Extra Virgin Olive Oil said:


> On talk show they're seeing the picture of the guest as a young girl, and the host asks her "mistä toi on otettu" whereupon she answers "Meidän pihalta"
> 
> What does "Mistä toi on otettu" mean? Where has this brought up? (?)


_Mis*tä* toi on otettu?_ is actually incorrect. It should be: _Mi*ssä* toi / tuo on otettu?_ (Where was that photo/picture taken?)


----------



## pearho

Grumpy Old Man said:


> _Mis*tä* toi on otettu?_ is actually incorrect. It should be: _Mi*ssä* toi / tuo on otettu?_


Since the reply _meidän pih*alta*_ is in the same vein, I take it that this pattern is not uncommon in everyday speech. Is that correct?


----------



## pastilli

I'd say both are correct, but differently. _M__i*ssä*__toi on otettu? _includes idea 'where were you when this photo was taken', whereas _Mi*stä* toi on otettu?_ is more connected to the background of the photo, 'where is the location of this background of the photo where you are in'.
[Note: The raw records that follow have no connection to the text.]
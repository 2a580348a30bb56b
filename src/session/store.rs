//! Session store — concurrency-safe map from subscriber identity to session.
//!
//! The registry is a `RwLock<HashMap>` of per-key `Arc<Mutex<Session>>`
//! entries. A transition locks only its own entry, so operations on one
//! subscriber are linearizable while different subscribers never block each
//! other. The registry lock is held only long enough to fetch or create an
//! entry, never across a transition.

use std::collections::HashMap;
use std::sync::Arc;

use tokio::sync::{Mutex, RwLock};

use crate::model::SubscriberId;
use crate::session::{ConversationState, Session};

/// Single source of truth for what happens when the next event from a given
/// subscriber arrives. Never rebuilt from message history.
#[derive(Default)]
pub struct SessionStore {
    sessions: RwLock<HashMap<SubscriberId, Arc<Mutex<Session>>>>,
}

impl SessionStore {
    pub fn new() -> Self {
        Self::default()
    }

    /// Get the lock entry for a subscriber, creating an idle session if
    /// absent. Callers hold the entry's mutex for the duration of one
    /// transition — that lock is the per-subscriber serialization point.
    pub async fn entry(&self, id: SubscriberId) -> Arc<Mutex<Session>> {
        if let Some(entry) = self.sessions.read().await.get(&id) {
            return Arc::clone(entry);
        }
        let mut sessions = self.sessions.write().await;
        Arc::clone(
            sessions
                .entry(id)
                .or_insert_with(|| Arc::new(Mutex::new(Session::idle()))),
        )
    }

    /// Snapshot of the subscriber's current session (idle if absent).
    pub async fn get(&self, id: SubscriberId) -> Session {
        let entry = self.entry(id).await;
        let session = entry.lock().await;
        session.clone()
    }

    /// Overwrite the subscriber's session.
    pub async fn set(&self, id: SubscriberId, session: Session) {
        let entry = self.entry(id).await;
        *entry.lock().await = session;
    }

    /// Commit `next` only if the session is still in `expected` state.
    ///
    /// Used by the split compute/commit path (delivery firings do their
    /// store and transport work without holding the entry lock, then
    /// re-validate here). Returns false if the subscriber moved on in the
    /// meantime, in which case nothing is written.
    pub async fn compare_and_transition(
        &self,
        id: SubscriberId,
        expected: ConversationState,
        next: Session,
    ) -> bool {
        let entry = self.entry(id).await;
        let mut session = entry.lock().await;
        if session.state != expected {
            return false;
        }
        *session = next;
        true
    }

    /// Number of live sessions (for logging).
    pub async fn len(&self) -> usize {
        self.sessions.read().await.len()
    }

    pub async fn is_empty(&self) -> bool {
        self.sessions.read().await.is_empty()
    }
}

#[cfg(test)]
mod tests {
    use super::*;

    #[tokio::test]
    async fn get_creates_idle_session() {
        let store = SessionStore::new();
        let session = store.get(SubscriberId(1)).await;
        assert_eq!(session, Session::idle());
        assert_eq!(store.len().await, 1);
    }

    #[tokio::test]
    async fn set_then_get() {
        let store = SessionStore::new();
        let mut session = Session::idle();
        session.state = ConversationState::CategoryMenu;
        store.set(SubscriberId(1), session.clone()).await;
        assert_eq!(store.get(SubscriberId(1)).await, session);
    }

    #[tokio::test]
    async fn sessions_are_keyed_per_subscriber() {
        let store = SessionStore::new();
        let mut a = Session::idle();
        a.state = ConversationState::TimeMenu;
        store.set(SubscriberId(1), a.clone()).await;

        // Subscriber 2 is untouched by subscriber 1's writes.
        assert_eq!(store.get(SubscriberId(2)).await, Session::idle());
        assert_eq!(store.get(SubscriberId(1)).await, a);
    }

    #[tokio::test]
    async fn compare_and_transition_succeeds_on_match() {
        let store = SessionStore::new();
        let mut next = Session::idle();
        next.state = ConversationState::RatingPrompt;

        let ok = store
            .compare_and_transition(SubscriberId(1), ConversationState::Idle, next.clone())
            .await;
        assert!(ok);
        assert_eq!(store.get(SubscriberId(1)).await.state, ConversationState::RatingPrompt);
    }

    #[tokio::test]
    async fn compare_and_transition_rejects_on_mismatch() {
        let store = SessionStore::new();
        let mut current = Session::idle();
        current.state = ConversationState::TimeMenu;
        store.set(SubscriberId(1), current.clone()).await;

        let mut next = Session::idle();
        next.state = ConversationState::RatingPrompt;
        let ok = store
            .compare_and_transition(SubscriberId(1), ConversationState::Idle, next)
            .await;
        assert!(!ok);
        assert_eq!(store.get(SubscriberId(1)).await, current);
    }

    #[tokio::test]
    async fn entries_do_not_block_each_other() {
        let store = Arc::new(SessionStore::new());

        // Hold subscriber 1's entry lock while touching subscriber 2.
        let entry_1 = store.entry(SubscriberId(1)).await;
        let _guard = entry_1.lock().await;

        let store_2 = Arc::clone(&store);
        let other = tokio::time::timeout(std::time::Duration::from_secs(1), async move {
            store_2.get(SubscriberId(2)).await
        })
        .await;
        assert!(other.is_ok(), "operations on another key must not block");
    }
}
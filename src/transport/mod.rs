//! Transport abstraction — inbound events and outbound render instructions.

pub mod telegram;

use async_trait::async_trait;
use futures::stream::BoxStream;

use crate::error::TransportError;
use crate::model::SubscriberId;

pub use telegram::TelegramGateway;

/// Identifier of a rendered message, needed to edit a menu in place.
#[derive(Debug, Clone, Copy, PartialEq, Eq, serde::Serialize, serde::Deserialize)]
pub struct MessageId(pub i64);

/// A single inline control (button) with its callback token.
#[derive(Debug, Clone, PartialEq, Eq)]
pub struct Button {
    pub label: String,
    pub token: String,
}

impl Button {
    pub fn new(label: impl Into<String>, token: impl Into<String>) -> Self {
        Self {
            label: label.into(),
            token: token.into(),
        }
    }
}

/// An outbound render instruction: message text plus an optional control
/// layout (rows of inline buttons).
#[derive(Debug, Clone, PartialEq, Eq)]
pub struct Render {
    pub text: String,
    pub controls: Vec<Vec<Button>>,
}

impl Render {
    /// Plain text, no controls.
    pub fn text(text: impl Into<String>) -> Self {
        Self {
            text: text.into(),
            controls: Vec::new(),
        }
    }

    /// Text with a control layout.
    pub fn menu(text: impl Into<String>, controls: Vec<Vec<Button>>) -> Self {
        Self {
            text: text.into(),
            controls,
        }
    }

    pub fn has_controls(&self) -> bool {
        !self.controls.is_empty()
    }
}

/// An inbound event from the transport, tagged with subscriber identity.
#[derive(Debug, Clone)]
pub struct InboundEvent {
    pub subscriber: SubscriberId,
    pub display_name: String,
    pub payload: InboundPayload,
}

/// What the subscriber actually did.
#[derive(Debug, Clone)]
pub enum InboundPayload {
    /// A slash command, without the leading `/`.
    Command(String),
    /// A menu selection; `token` is the opaque callback string.
    Selection { token: String, message: MessageId },
    /// A free-text message.
    Text(String),
}

pub type EventStream = BoxStream<'static, InboundEvent>;

/// Outbound side of the transport, consumed by the dialogue machine and the
/// scheduler. Object-safe so tests can substitute a recording mock.
#[async_trait]
pub trait Gateway: Send + Sync {
    /// Send a new message, returning its id for later edits.
    async fn send(&self, chat: SubscriberId, render: &Render) -> Result<MessageId, TransportError>;

    /// Replace the text and controls of a previously sent message.
    async fn edit(
        &self,
        chat: SubscriberId,
        message: MessageId,
        render: &Render,
    ) -> Result<(), TransportError>;
}
//! Domain types — subscribers, quotes, feedback, and the fixed choice sets.

use chrono::{DateTime, Utc};
use serde::{Deserialize, Serialize};
use uuid::Uuid;

/// Platform identity of a subscriber (Telegram user id).
///
/// For private chats this doubles as the chat id, which is where the bot
/// sends both dialogue replies and scheduled deliveries.
#[derive(Debug, Clone, Copy, PartialEq, Eq, Hash, Serialize, Deserialize)]
pub struct SubscriberId(pub i64);

impl std::fmt::Display for SubscriberId {
    fn fmt(&self, f: &mut std::fmt::Formatter<'_>) -> std::fmt::Result {
        write!(f, "{}", self.0)
    }
}

/// Quote categories a subscriber can choose from.
#[derive(Debug, Clone, Copy, PartialEq, Eq, Serialize, Deserialize)]
#[serde(rename_all = "snake_case")]
pub enum Category {
    Happiness,
    Love,
    Hope,
}

impl Category {
    pub const ALL: [Category; 3] = [Category::Happiness, Category::Love, Category::Hope];

    /// Stable identifier used in control tokens and DB rows.
    pub fn as_str(&self) -> &'static str {
        match self {
            Self::Happiness => "happiness",
            Self::Love => "love",
            Self::Hope => "hope",
        }
    }

    /// Button/confirmation label.
    pub fn label(&self) -> &'static str {
        match self {
            Self::Happiness => "Happiness 🤗",
            Self::Love => "Love ❤️",
            Self::Hope => "Hope 🌈",
        }
    }

    pub fn parse(s: &str) -> Option<Self> {
        match s {
            "happiness" => Some(Self::Happiness),
            "love" => Some(Self::Love),
            "hope" => Some(Self::Hope),
            _ => None,
        }
    }
}

impl std::fmt::Display for Category {
    fn fmt(&self, f: &mut std::fmt::Formatter<'_>) -> std::fmt::Result {
        write!(f, "{}", self.as_str())
    }
}

/// The fixed delivery times offered during onboarding.
#[derive(Debug, Clone, Copy, PartialEq, Eq, Serialize, Deserialize)]
pub enum DeliveryHour {
    Morning,
    Noon,
    Evening,
}

impl DeliveryHour {
    pub const ALL: [DeliveryHour; 3] = [
        DeliveryHour::Morning,
        DeliveryHour::Noon,
        DeliveryHour::Evening,
    ];

    /// Hour of day (24h clock) the delivery job fires at.
    pub fn hour(&self) -> u8 {
        match self {
            Self::Morning => 8,
            Self::Noon => 12,
            Self::Evening => 18,
        }
    }

    /// Button label.
    pub fn label(&self) -> &'static str {
        match self {
            Self::Morning => "8:00 🕗",
            Self::Noon => "12:00 🕛",
            Self::Evening => "18:00 🕕",
        }
    }

    /// "08:00"-style label for confirmations.
    pub fn clock(&self) -> &'static str {
        match self {
            Self::Morning => "08:00",
            Self::Noon => "12:00",
            Self::Evening => "18:00",
        }
    }

    pub fn from_hour(hour: u8) -> Option<Self> {
        match hour {
            8 => Some(Self::Morning),
            12 => Some(Self::Noon),
            18 => Some(Self::Evening),
            _ => None,
        }
    }
}

impl std::fmt::Display for DeliveryHour {
    fn fmt(&self, f: &mut std::fmt::Formatter<'_>) -> std::fmt::Result {
        write!(f, "{}", self.clock())
    }
}

/// Coarse quote rating.
#[derive(Debug, Clone, Copy, PartialEq, Eq, Serialize, Deserialize)]
#[serde(rename_all = "snake_case")]
pub enum Rating {
    Excellent,
    Good,
    Bad,
}

impl Rating {
    pub const ALL: [Rating; 3] = [Rating::Excellent, Rating::Good, Rating::Bad];

    pub fn as_str(&self) -> &'static str {
        match self {
            Self::Excellent => "excellent",
            Self::Good => "good",
            Self::Bad => "bad",
        }
    }

    pub fn label(&self) -> &'static str {
        match self {
            Self::Excellent => "Excellent 🌟",
            Self::Good => "Good 👍",
            Self::Bad => "Bad 👎",
        }
    }

    pub fn parse(s: &str) -> Option<Self> {
        match s {
            "excellent" => Some(Self::Excellent),
            "good" => Some(Self::Good),
            "bad" => Some(Self::Bad),
            _ => None,
        }
    }

    /// The clarification options for this rating, in render order.
    pub fn clarifications(&self) -> [ClarificationTag; 3] {
        use ClarificationTag::*;
        match self {
            Self::Excellent => [SpotOn, MadeMyDay, BeautifulWords],
            Self::Good => [LikedTopic, BitLong, SeenBetter],
            Self::Bad => [BadMood, OffTopic, PoorQuality],
        }
    }
}

impl std::fmt::Display for Rating {
    fn fmt(&self, f: &mut std::fmt::Formatter<'_>) -> std::fmt::Result {
        write!(f, "{}", self.as_str())
    }
}

/// Rating-specific clarification reason. Each tag belongs to exactly one
/// rating, so a tag can never be mistaken for another rating's option.
#[derive(Debug, Clone, Copy, PartialEq, Eq, Serialize, Deserialize)]
#[serde(rename_all = "snake_case")]
pub enum ClarificationTag {
    // excellent
    SpotOn,
    MadeMyDay,
    BeautifulWords,
    // good
    LikedTopic,
    BitLong,
    SeenBetter,
    // bad
    BadMood,
    OffTopic,
    PoorQuality,
}

impl ClarificationTag {
    pub fn as_str(&self) -> &'static str {
        match self {
            Self::SpotOn => "spot_on",
            Self::MadeMyDay => "made_my_day",
            Self::BeautifulWords => "beautiful_words",
            Self::LikedTopic => "liked_topic",
            Self::BitLong => "bit_long",
            Self::SeenBetter => "seen_better",
            Self::BadMood => "bad_mood",
            Self::OffTopic => "off_topic",
            Self::PoorQuality => "poor_quality",
        }
    }

    pub fn label(&self) -> &'static str {
        match self {
            Self::SpotOn => "Spot on 🎯",
            Self::MadeMyDay => "Made my day ☀️",
            Self::BeautifulWords => "Beautiful words ✨",
            Self::LikedTopic => "Liked the topic",
            Self::BitLong => "A bit long",
            Self::SeenBetter => "Seen better",
            Self::BadMood => "Not in the mood",
            Self::OffTopic => "Off topic",
            Self::PoorQuality => "Poorly written",
        }
    }

    /// The rating this tag clarifies.
    pub fn rating(&self) -> Rating {
        match self {
            Self::SpotOn | Self::MadeMyDay | Self::BeautifulWords => Rating::Excellent,
            Self::LikedTopic | Self::BitLong | Self::SeenBetter => Rating::Good,
            Self::BadMood | Self::OffTopic | Self::PoorQuality => Rating::Bad,
        }
    }

    pub fn parse(s: &str) -> Option<Self> {
        match s {
            "spot_on" => Some(Self::SpotOn),
            "made_my_day" => Some(Self::MadeMyDay),
            "beautiful_words" => Some(Self::BeautifulWords),
            "liked_topic" => Some(Self::LikedTopic),
            "bit_long" => Some(Self::BitLong),
            "seen_better" => Some(Self::SeenBetter),
            "bad_mood" => Some(Self::BadMood),
            "off_topic" => Some(Self::OffTopic),
            "poor_quality" => Some(Self::PoorQuality),
            _ => None,
        }
    }
}

impl std::fmt::Display for ClarificationTag {
    fn fmt(&self, f: &mut std::fmt::Formatter<'_>) -> std::fmt::Result {
        write!(f, "{}", self.as_str())
    }
}

/// A persisted subscription.
#[derive(Debug, Clone, PartialEq, Serialize, Deserialize)]
pub struct Subscriber {
    pub id: SubscriberId,
    pub name: String,
    pub category: Category,
    pub hour: DeliveryHour,
    pub created_at: DateTime<Utc>,
}

impl Subscriber {
    pub fn new(id: SubscriberId, name: impl Into<String>, category: Category, hour: DeliveryHour) -> Self {
        Self {
            id,
            name: name.into(),
            category,
            hour,
            created_at: Utc::now(),
        }
    }
}

/// A quote from the content store.
#[derive(Debug, Clone, PartialEq, Serialize, Deserialize)]
pub struct Quote {
    pub id: Uuid,
    pub category: Category,
    pub content: String,
    pub author: Option<String>,
}

impl Quote {
    pub fn new(category: Category, content: impl Into<String>, author: Option<&str>) -> Self {
        Self {
            id: Uuid::new_v4(),
            category,
            content: content.into(),
            author: author.map(String::from),
        }
    }
}

/// A feedback record, tied to the exact quote delivered at firing time.
#[derive(Debug, Clone, PartialEq, Serialize, Deserialize)]
pub struct Feedback {
    pub id: Uuid,
    pub subscriber_id: SubscriberId,
    pub quote_id: Uuid,
    pub rating: Rating,
    pub clarification: Option<ClarificationTag>,
    pub comment: Option<String>,
    pub created_at: DateTime<Utc>,
    /// Set once the comment step resolves; finalized rows are never mutated.
    pub finalized_at: Option<DateTime<Utc>>,
}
Then the answer _Meidän piha*sta *_would say that the object of the photo is our yard (A photo was taken of our yard). In common use it could be same as _Meidän piha*lta* _which includes idea 'I was standing on/at our yard when this photo was taken' (this photo was taken at our yard). It's even possible (although rather odd and rare in this case) to answer _Meidän piha*ssa*_. [But perfectly fine in this_: Otin kuvan hotelli*ssa*._]

The problem is that these could have various meanings even in the same context.

Compare with this case where the result is the same regarding the ending:
In common use, it's equally okay to get loan from the bank or at the bank: Sain lainaa panki*lta*. / Sain lainaa panki*sta*. Maybe even in the bank: _Sain lainaa panki*ssa*_.


----------